Task requirements –
Across all of the records below, determine the number of lines containing the string "ValueObject"; reply with that number only.

[Records for the exercise]

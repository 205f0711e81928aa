//! Text formatting of registry and store outcomes.

use std::io::{self, Write};

use dealership_infra::{LoadReport, SaveReport, StoreError};
use dealership_inventory::{
    AddError, AvailableListing, CarAdded, CarSold, CarView, DailyReport, SellError,
};

const SEPARATOR: &str = "----------------------";

pub fn car_added(out: &mut impl Write, added: &CarAdded) -> io::Result<()> {
    writeln!(
        out,
        "Car added: ID {} ({} {}) Initial Price: {:.2}",
        added.car_id, added.model, added.register_year, added.initial_price
    )
}

pub fn add_error(out: &mut impl Write, err: &AddError) -> io::Result<()> {
    match err {
        AddError::IdsExhausted => writeln!(out, "Error: No more car IDs available. Car not added."),
    }
}

pub fn car_sold(out: &mut impl Write, sold: &CarSold) -> io::Result<()> {
    writeln!(
        out,
        "Success: Car with ID {} ({}) sold for {:.2}.",
        sold.car_id, sold.model, sold.sale_price
    )
}

pub fn sell_error(out: &mut impl Write, err: &SellError) -> io::Result<()> {
    match err {
        SellError::NotFound(id) => writeln!(out, "Error: Car with ID {id} not found."),
        SellError::AlreadySold(id) => writeln!(out, "Car with ID {id} already sold!"),
    }
}

fn car(out: &mut impl Write, view: &CarView, price_label: &str) -> io::Result<()> {
    writeln!(out, "ID: {}", view.id)?;
    writeln!(out, "Model: {}", view.model)?;
    writeln!(out, "Register Year: {}", view.register_year)?;
    writeln!(out, "{price_label}: {:.2}", view.price)?;
    writeln!(out, "Status: {}", view.status.label())?;
    writeln!(out, "{SEPARATOR}")
}

pub fn available(out: &mut impl Write, listing: &AvailableListing) -> io::Result<()> {
    writeln!(out, "--- Available Cars ---")?;
    if listing.is_empty() {
        return writeln!(out, "No cars currently available for sale.");
    }
    for view in &listing.cars {
        car(out, view, "Actual Price")?;
    }
    Ok(())
}

pub fn daily_report(out: &mut impl Write, report: &DailyReport) -> io::Result<()> {
    writeln!(out, "----------- Day Report ---------")?;
    writeln!(out, "----------- Sold Cars ---------")?;
    for view in &report.sold {
        car(out, view, "Sale Price")?;
    }

    writeln!(out, "----------- Not Sold Cars ---------")?;
    for view in &report.available {
        car(out, view, "Actual Price")?;
    }

    writeln!(
        out,
        "Summary: Sold - {}, Available - {}, Revenue - {:.2}",
        report.sold_count(),
        report.available_count(),
        report.revenue()
    )?;
    writeln!(out, "----------------------------------")
}

pub fn empty_inventory(out: &mut impl Write) -> io::Result<()> {
    writeln!(out, "Car inventory is currently empty.")
}

pub fn loaded(out: &mut impl Write, location: &str, report: &LoadReport) -> io::Result<()> {
    for skipped in &report.skipped {
        writeln!(
            out,
            "Warning: skipped line {} ('{}'): {}",
            skipped.line_no, skipped.content, skipped.reason
        )?;
    }
    writeln!(out, "Cars loaded from {location}. Total cars: {}", report.loaded)
}

pub fn saved(out: &mut impl Write, location: &str, report: &SaveReport) -> io::Result<()> {
    writeln!(out, "Inventory saved to {location} ({} cars).", report.written)
}

pub fn store_error(out: &mut impl Write, err: &StoreError) -> io::Result<()> {
    match err {
        StoreError::Open { .. } | StoreError::Read { .. } => {
            writeln!(out, "Warning: {err}. Starting with an empty inventory.")
        }
        StoreError::Write { .. } => writeln!(out, "Error: {err}"),
    }
}
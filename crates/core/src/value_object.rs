//! Value object trait: equality by value, not identity.
//!
//! Value objects are domain objects that have **no identity** - they are defined entirely
//! by their attribute values. Two value objects with the same values are considered equal.

/// Marker trait for value objects.
///
/// - **Value Object**: no identity (a depreciation schedule, a price snapshot)
/// - **Entity**: has identity (a car with a `CarId`)
///
/// Value objects are immutable; to "modify" one, build a new one.
///
/// ```ignore
/// #[derive(Debug, Clone, PartialEq)]
/// struct Schedule { grace_secs: i64, rate: f64 }
///
/// impl ValueObject for Schedule {}
/// ```
pub trait ValueObject: Clone + PartialEq + core::fmt::Debug {}
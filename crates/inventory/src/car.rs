use chrono::{DateTime, Utc};
use serde::{Deserialize, Serialize};

use dealership_core::{CarId, Entity};

use crate::depreciation::DepreciationSchedule;

/// Sale status of a car.
///
/// The sale price only exists on the `Sold` variant, so a car can never be
/// observed as sold without a price (or carrying a price while available).
#[derive(Debug, Clone, Copy, PartialEq, Serialize, Deserialize)]
#[serde(tag = "status", rename_all = "lowercase")]
pub enum CarStatus {
    Available,
    Sold { sale_price: f64 },
}

impl CarStatus {
    pub fn is_sold(&self) -> bool {
        matches!(self, CarStatus::Sold { .. })
    }

    pub fn sale_price(&self) -> Option<f64> {
        match self {
            CarStatus::Available => None,
            CarStatus::Sold { sale_price } => Some(*sale_price),
        }
    }

    pub fn label(&self) -> &'static str {
        match self {
            CarStatus::Available => "Available",
            CarStatus::Sold { .. } => "Sold",
        }
    }
}

/// One tracked car.
///
/// Instances are created and mutated only by [`crate::CarRegistry`]; callers
/// get shared references or by-value snapshots.
#[derive(Debug, Clone, PartialEq, Serialize)]
pub struct Car {
    id: CarId,
    model: String,
    register_year: u32,
    initial_price: f64,
    added_at: DateTime<Utc>,
    status: CarStatus,
}

impl Car {
    pub(crate) fn new(
        id: CarId,
        model: String,
        register_year: u32,
        initial_price: f64,
        added_at: DateTime<Utc>,
        status: CarStatus,
    ) -> Self {
        Self {
            id,
            model,
            register_year,
            initial_price,
            added_at,
            status,
        }
    }

    pub fn id_typed(&self) -> CarId {
        self.id
    }

    pub fn model(&self) -> &str {
        &self.model
    }

    pub fn register_year(&self) -> u32 {
        self.register_year
    }

    pub fn initial_price(&self) -> f64 {
        self.initial_price
    }

    pub fn added_at(&self) -> DateTime<Utc> {
        self.added_at
    }

    pub fn status(&self) -> CarStatus {
        self.status
    }

    pub fn is_sold(&self) -> bool {
        self.status.is_sold()
    }

    pub fn sale_price(&self) -> Option<f64> {
        self.status.sale_price()
    }

    /// Whole seconds since the car was listed (negative if `now` precedes it).
    pub fn elapsed_secs(&self, now: DateTime<Utc>) -> i64 {
        now.signed_duration_since(self.added_at).num_seconds()
    }

    /// Depreciated price at `now`.
    ///
    /// Used both for listings and for fixing the sale price, so the two can
    /// never disagree for the same instant.
    pub fn current_price(&self, now: DateTime<Utc>) -> f64 {
        DepreciationSchedule::DEALERSHIP.apply(self.initial_price, self.elapsed_secs(now))
    }

    pub(crate) fn mark_sold(&mut self, sale_price: f64) {
        self.status = CarStatus::Sold { sale_price };
    }
}

impl Entity for Car {
    type Id = CarId;

    fn id(&self) -> &Self::Id {
        &self.id
    }
}
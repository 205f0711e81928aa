use std::fs::{self, File};
use std::io::Read;
use std::path::PathBuf;

use chrono::Utc;

use dealership_inventory::CarRegistry;

use super::{InventoryStore, LoadReport, SaveReport, StoreError, ingest, render};

/// Inventory checkpoint on the local filesystem.
#[derive(Debug, Clone, PartialEq, Eq)]
pub struct FlatFileStore {
    path: PathBuf,
}

impl FlatFileStore {
    pub fn new(path: impl Into<PathBuf>) -> Self {
        Self { path: path.into() }
    }

}

impl InventoryStore for FlatFileStore {
    fn load_into(&self, registry: &mut CarRegistry) -> Result<LoadReport, StoreError> {
        registry.clear();

        let mut file = File::open(&self.path).map_err(|source| {
            tracing::warn!(path = ?self.path, error = %source, "inventory file not readable; starting empty");
            StoreError::Open {
                path: self.path.clone(),
                source,
            }
        })?;

        let mut bytes = Vec::new();
        file.read_to_end(&mut bytes).map_err(|source| StoreError::Read {
            path: self.path.clone(),
            source,
        })?;
        let report = ingest(&bytes, registry, Utc::now());
        tracing::info!(
            path = ?self.path,
            loaded = report.loaded,
            skipped = report.skipped.len(),
            next_id = ?registry.next_id(),
            "inventory loaded"
        );
        Ok(report)
    }

    fn save(&self, registry: &CarRegistry) -> Result<SaveReport, StoreError> {
        let (text, written) = render(registry);

        fs::write(&self.path, text).map_err(|source| {
            tracing::error!(path = ?self.path, error = %source, "could not save inventory");
            StoreError::Write {
                path: self.path.clone(),
                source,
            }
        })?;

        tracing::info!(path = ?self.path, written, "inventory saved");
        Ok(SaveReport { written })
    }

    fn location(&self) -> String {
        self.path.display().to_string()
    }
}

[/Records for the exercise]

Task output –
2